(ACTION ITEM):
Reproduce, without any change, the span of lines from the opening of the records below to the line containing "owns the per-anchor", inclusive.

(Saved data entries):
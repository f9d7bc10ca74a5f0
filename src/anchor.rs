//! Origin-relative synchronization between scene-space transforms and geodetic coordinates.
//!
//! A tracked object (an *anchor*) carries two representations of where it is: its engine-space
//! transform and its geodetic coordinate. Either can change between ticks -- the object gets
//! dragged around in a 3D view, or its latitude field gets edited -- and this module's job is to
//! notice which one changed and push that change to the other, never both, never neither (except
//! when nothing changed at all).
//!
//! [`AnchorRegistry`] owns the per-anchor state and the cached scene [`Origin`]; the host
//! application's update loop calls [`AnchorRegistry::synchronize`] once per anchor per tick with
//! the anchor's current pose and applies the returned [`SyncOutcome`]. Registration is explicit:
//! there is no global tracker, and anchors stop synchronizing the moment they are unregistered.

use crate::frame::LocalFrame;
use crate::geodetic::GeoCoordinate;
use crate::{UnitQuaternion, Vector3};
use std::collections::HashMap;
use tracing::{error, warn};
use uom::si::f64::Length;

#[cfg(feature = "serde")]
use serde::{Deserialize, Serialize};

/// Tolerance for pose change detection, in meters / radians / scale units.
///
/// Looser than the geodetic epsilons on purpose: a pose is written back into the host's
/// single-precision transform, so differences below single-precision resolution are
/// indistinguishable from round-trip noise.
const POSE_EPSILON: f64 = 1e-6;

/// How an anchor's altitude is to be interpreted.
///
/// Terrain- and rooftop-relative anchors resolve their final height against a surface sampled by
/// an external provider (tiles, depth, etc. -- not this crate's concern); the variants carry the
/// offset to apply above that surface. The synchronization math always runs on the coordinate's
/// ellipsoidal altitude.
#[derive(Debug, Clone, Copy, PartialEq, Default)]
#[cfg_attr(feature = "serde", derive(Serialize, Deserialize))]
pub enum AltitudeMode {
    /// Altitude is absolute, above the WGS84 ellipsoid.
    #[default]
    Ellipsoid,
    /// Altitude is `offset` above the terrain surface at the anchor's lat/lon.
    Terrain { offset: Length },
    /// Altitude is `offset` above the top of the building (if any) at the anchor's lat/lon.
    Rooftop { offset: Length },
}

impl AltitudeMode {
    /// Resolves the altitude to use for a given ellipsoidal altitude and externally sampled
    /// surface height (ignored for [`AltitudeMode::Ellipsoid`]).
    #[must_use]
    pub fn resolved_altitude(&self, ellipsoidal: Length, surface: Length) -> Length {
        match *self {
            AltitudeMode::Ellipsoid => ellipsoidal,
            AltitudeMode::Terrain { offset } | AltitudeMode::Rooftop { offset } => surface + offset,
        }
    }
}

/// A snapshot of the host transform, in double precision.
///
/// The host engine's transform is typically single precision; it is sampled into this type at the
/// start of a tick, and only the position ever flows back (as [`SyncOutcome::PositionUpdated`]).
/// That write-back is the one place precision is lost.
#[derive(Debug, Clone, Copy, PartialEq)]
#[cfg_attr(feature = "serde", derive(Serialize, Deserialize))]
pub struct LocalPose {
    pub position: Vector3,
    pub rotation: UnitQuaternion,
    pub scale: Vector3,
}

impl Default for LocalPose {
    fn default() -> Self {
        Self {
            position: Vector3::zeros(),
            rotation: UnitQuaternion::identity(),
            scale: Vector3::new(1., 1., 1.),
        }
    }
}

impl LocalPose {
    /// Creates a pose at `position` with identity rotation and unit scale.
    #[must_use]
    pub fn at(position: Vector3) -> Self {
        Self {
            position,
            ..Self::default()
        }
    }

    /// Returns whether `other` is the same pose within [`POSE_EPSILON`] per component.
    #[must_use]
    pub fn approx_eq(&self, other: &Self) -> bool {
        (self.position - other.position).amax() <= POSE_EPSILON
            && self.rotation.angle_to(&other.rotation) <= POSE_EPSILON
            && (self.scale - other.scale).amax() <= POSE_EPSILON
    }
}

/// The scene entity all anchors are interpreted against.
///
/// Holds the geodetic coordinate of the designated origin object and its engine-space position,
/// with the derived [`LocalFrame`] cached. A scene has exactly one live origin at a time; when
/// the underlying georeference moves, build a new `Origin` and hand it to
/// [`AnchorRegistry::set_origin`].
#[derive(Debug, Clone, Copy, PartialEq)]
pub struct Origin {
    frame: LocalFrame,
}

impl Origin {
    /// Creates the origin for a georeference at `coordinate` whose engine-space position is
    /// `local_position`.
    #[must_use]
    pub fn new(coordinate: GeoCoordinate, local_position: Vector3) -> Self {
        Self {
            frame: LocalFrame::new(coordinate, local_position),
        }
    }

    /// Returns the geodetic coordinate of the origin.
    #[must_use]
    pub fn coordinate(&self) -> GeoCoordinate {
        self.frame.origin()
    }

    /// Returns the engine-space position of the origin.
    #[must_use]
    pub fn local_position(&self) -> Vector3 {
        self.frame.origin_local()
    }

    /// Returns the tangent frame anchored at this origin.
    #[must_use]
    pub fn frame(&self) -> &LocalFrame {
        &self.frame
    }
}

/// Result of one synchronization tick for one anchor.
///
/// At most one direction of update happens per tick; the host is responsible for applying
/// [`SyncOutcome::PositionUpdated`] to its transform component.
#[derive(Debug, Clone, Copy, PartialEq)]
#[must_use]
pub enum SyncOutcome {
    /// The geodetic fields were authoritative; write this position into the host transform.
    PositionUpdated(Vector3),
    /// The transform was authoritative; the anchor's geodetic fields now hold this coordinate.
    GeodeticUpdated(GeoCoordinate),
    /// Neither representation changed since the last settled tick.
    Unchanged,
    /// Synchronization could not run (no origin, or the anchor is not registered).
    Skipped,
}

/// Last values both representations agreed on.
#[derive(Debug, Clone, Copy)]
struct Settled {
    pose: LocalPose,
    geodetic: GeoCoordinate,
}

/// Per-anchor synchronization state.
#[derive(Debug, Clone)]
pub struct AnchorState {
    geodetic: GeoCoordinate,
    altitude_mode: AltitudeMode,
    /// Set by [`AnchorState::set_geodetic`]; makes the geodetic fields win the next tick
    /// regardless of what the transform did in the meantime.
    pending_geodetic: bool,
    settled: Option<Settled>,
}

impl AnchorState {
    /// Creates an anchor at `geodetic` with [`AltitudeMode::Ellipsoid`].
    ///
    /// The geodetic fields are authoritative on the first tick: the first call to
    /// [`synchronize`](Self::synchronize) yields a [`SyncOutcome::PositionUpdated`] placing the
    /// object.
    #[must_use]
    pub fn new(geodetic: GeoCoordinate) -> Self {
        Self {
            geodetic,
            altitude_mode: AltitudeMode::default(),
            pending_geodetic: true,
            settled: None,
        }
    }

    /// Returns the anchor's geodetic coordinate.
    #[must_use]
    pub fn geodetic(&self) -> GeoCoordinate {
        self.geodetic
    }

    /// Sets the anchor's geodetic coordinate, making it authoritative for the next tick.
    pub fn set_geodetic(&mut self, geodetic: GeoCoordinate) {
        self.geodetic = geodetic;
        self.pending_geodetic = true;
    }

    /// Overwrites the geodetic fields *without* marking them authoritative.
    ///
    /// This is the path for bulk edits that bypass the setter -- deserialization, undo/redo. The
    /// change is still picked up on the next tick via change detection, but a simultaneous
    /// transform edit takes priority over it.
    pub fn restore_geodetic(&mut self, geodetic: GeoCoordinate) {
        self.geodetic = geodetic;
    }

    /// Returns how this anchor's altitude is interpreted.
    #[must_use]
    pub fn altitude_mode(&self) -> AltitudeMode {
        self.altitude_mode
    }

    /// Sets how this anchor's altitude is interpreted.
    pub fn set_altitude_mode(&mut self, mode: AltitudeMode) {
        self.altitude_mode = mode;
    }

    /// Runs one synchronization tick against the current host `pose`.
    ///
    /// The priority rule, first match wins:
    ///
    /// 1. a pending [`set_geodetic`](Self::set_geodetic) -> position is recomputed from the
    ///    geodetic fields;
    /// 2. the pose moved since the last settled tick -> geodetic fields are recomputed from the
    ///    position (an interactive 3D manipulation is a stronger signal of intent than a residual
    ///    geodetic mismatch, which may just be conversion drift);
    /// 3. the geodetic fields moved since the last settled tick (compared approximately, so
    ///    round-trip noise does not retrigger) -> position is recomputed;
    /// 4. nothing changed -> [`SyncOutcome::Unchanged`], caches untouched.
    ///
    /// After any updating branch the settled snapshot is replaced and the pending flag cleared.
    pub fn synchronize(&mut self, pose: &LocalPose, frame: &LocalFrame) -> SyncOutcome {
        let Some(settled) = self.settled else {
            return self.place_from_geodetic(pose, frame);
        };

        if self.pending_geodetic {
            return self.place_from_geodetic(pose, frame);
        }

        if !pose.approx_eq(&settled.pose) {
            let geodetic = frame.local_to_geodetic(pose.position);
            self.geodetic = geodetic;
            self.settled = Some(Settled {
                pose: *pose,
                geodetic,
            });
            return SyncOutcome::GeodeticUpdated(geodetic);
        }

        if !self.geodetic.approx_eq(&settled.geodetic) {
            return self.place_from_geodetic(pose, frame);
        }

        SyncOutcome::Unchanged
    }

    fn place_from_geodetic(&mut self, pose: &LocalPose, frame: &LocalFrame) -> SyncOutcome {
        let position = frame.geodetic_to_local(&self.geodetic);
        self.settled = Some(Settled {
            pose: LocalPose { position, ..*pose },
            geodetic: self.geodetic,
        });
        self.pending_geodetic = false;
        SyncOutcome::PositionUpdated(position)
    }
}

/// Identifies a registered anchor.
#[derive(Debug, Clone, Copy, PartialEq, Eq, Hash, PartialOrd, Ord)]
pub struct AnchorId(u64);

/// The registry of live anchors and the scene's designated origin.
///
/// This replaces implicit global tracking with explicit lifecycle: the host registers an anchor
/// when its scene object comes alive, unregisters it on destruction, and drives [`synchronize`]
/// from its update loop. The origin is a cached reference, set once and invalidated explicitly
/// when the scene graph changes, rather than searched for every tick.
///
/// [`synchronize`]: AnchorRegistry::synchronize
#[derive(Debug, Default)]
pub struct AnchorRegistry {
    next_id: u64,
    anchors: HashMap<AnchorId, AnchorState>,
    origin: Option<Origin>,
    /// A missing origin is an expected, recoverable state (scene not configured yet), so it is
    /// logged once per occurrence rather than every tick.
    origin_error_logged: bool,
}

impl AnchorRegistry {
    #[must_use]
    pub fn new() -> Self {
        Self::default()
    }

    /// Registers an anchor and returns its id.
    pub fn register(&mut self, state: AnchorState) -> AnchorId {
        let id = AnchorId(self.next_id);
        self.next_id += 1;
        self.anchors.insert(id, state);
        id
    }

    /// Removes an anchor from the registry, returning its state if it was registered.
    pub fn unregister(&mut self, id: AnchorId) -> Option<AnchorState> {
        self.anchors.remove(&id)
    }

    /// Returns the state of a registered anchor.
    #[must_use]
    pub fn anchor(&self, id: AnchorId) -> Option<&AnchorState> {
        self.anchors.get(&id)
    }

    /// Returns the mutable state of a registered anchor.
    #[must_use]
    pub fn anchor_mut(&mut self, id: AnchorId) -> Option<&mut AnchorState> {
        self.anchors.get_mut(&id)
    }

    /// Returns the ids of all registered anchors, in registration order.
    #[must_use]
    pub fn ids(&self) -> Vec<AnchorId> {
        let mut ids: Vec<_> = self.anchors.keys().copied().collect();
        ids.sort_unstable();
        ids
    }

    #[must_use]
    pub fn len(&self) -> usize {
        self.anchors.len()
    }

    #[must_use]
    pub fn is_empty(&self) -> bool {
        self.anchors.is_empty()
    }

    /// Returns the currently designated origin, if any.
    #[must_use]
    pub fn origin(&self) -> Option<&Origin> {
        self.origin.as_ref()
    }

    /// Designates `origin` as the scene origin, replacing any previous one.
    pub fn set_origin(&mut self, origin: Origin) {
        self.origin = Some(origin);
        self.origin_error_logged = false;
    }

    /// Forgets the designated origin (eg, because its scene object was destroyed).
    ///
    /// Anchors stop synchronizing until a new origin is set.
    pub fn clear_origin(&mut self) {
        self.origin = None;
        self.origin_error_logged = false;
    }

    /// Designates the first of `candidates` as the scene origin.
    ///
    /// A scene is expected to hold exactly one origin; any further candidates are ignored with a
    /// warning. Returns whether an origin is designated afterwards.
    pub fn adopt_origin(&mut self, candidates: impl IntoIterator<Item = Origin>) -> bool {
        let mut candidates = candidates.into_iter();
        if let Some(first) = candidates.next() {
            let ignored = candidates.count();
            if ignored > 0 {
                warn!(ignored, "scene has multiple origins; using the first");
            }
            self.set_origin(first);
        }
        self.origin.is_some()
    }

    /// Runs one synchronization tick for the given anchor at its current host `pose`.
    ///
    /// With no origin designated this logs an error (once, until an origin shows up) and returns
    /// [`SyncOutcome::Skipped`]; it never panics, since an unconfigured scene is an expected
    /// state the host recovers from by adding an origin.
    pub fn synchronize(&mut self, id: AnchorId, pose: &LocalPose) -> SyncOutcome {
        let Some(origin) = &self.origin else {
            if !self.origin_error_logged {
                error!("no scene origin is configured; anchors will not synchronize");
                self.origin_error_logged = true;
            }
            return SyncOutcome::Skipped;
        };

        let Some(anchor) = self.anchors.get_mut(&id) else {
            warn!(?id, "synchronize called for an unregistered anchor");
            return SyncOutcome::Skipped;
        };

        anchor.synchronize(pose, origin.frame())
    }
}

(FINAL ANSWER):
repository f9d7bc10ca74a5f0
filename src/anchor.rs
//! Origin-relative synchronization between scene-space transforms and geodetic coordinates.
//!
//! A tracked object (an *anchor*) carries two representations of where it is: its engine-space
//! transform and its geodetic coordinate. Either can change between ticks -- the object gets
//! dragged around in a 3D view, or its latitude field gets edited -- and this module's job is to
//! notice which one changed and push that change to the other, never both, never neither (except
//! when nothing changed at all).
//!
//! [`AnchorRegistry`] owns the per-anchor state and the cached scene [`Origin`]; the host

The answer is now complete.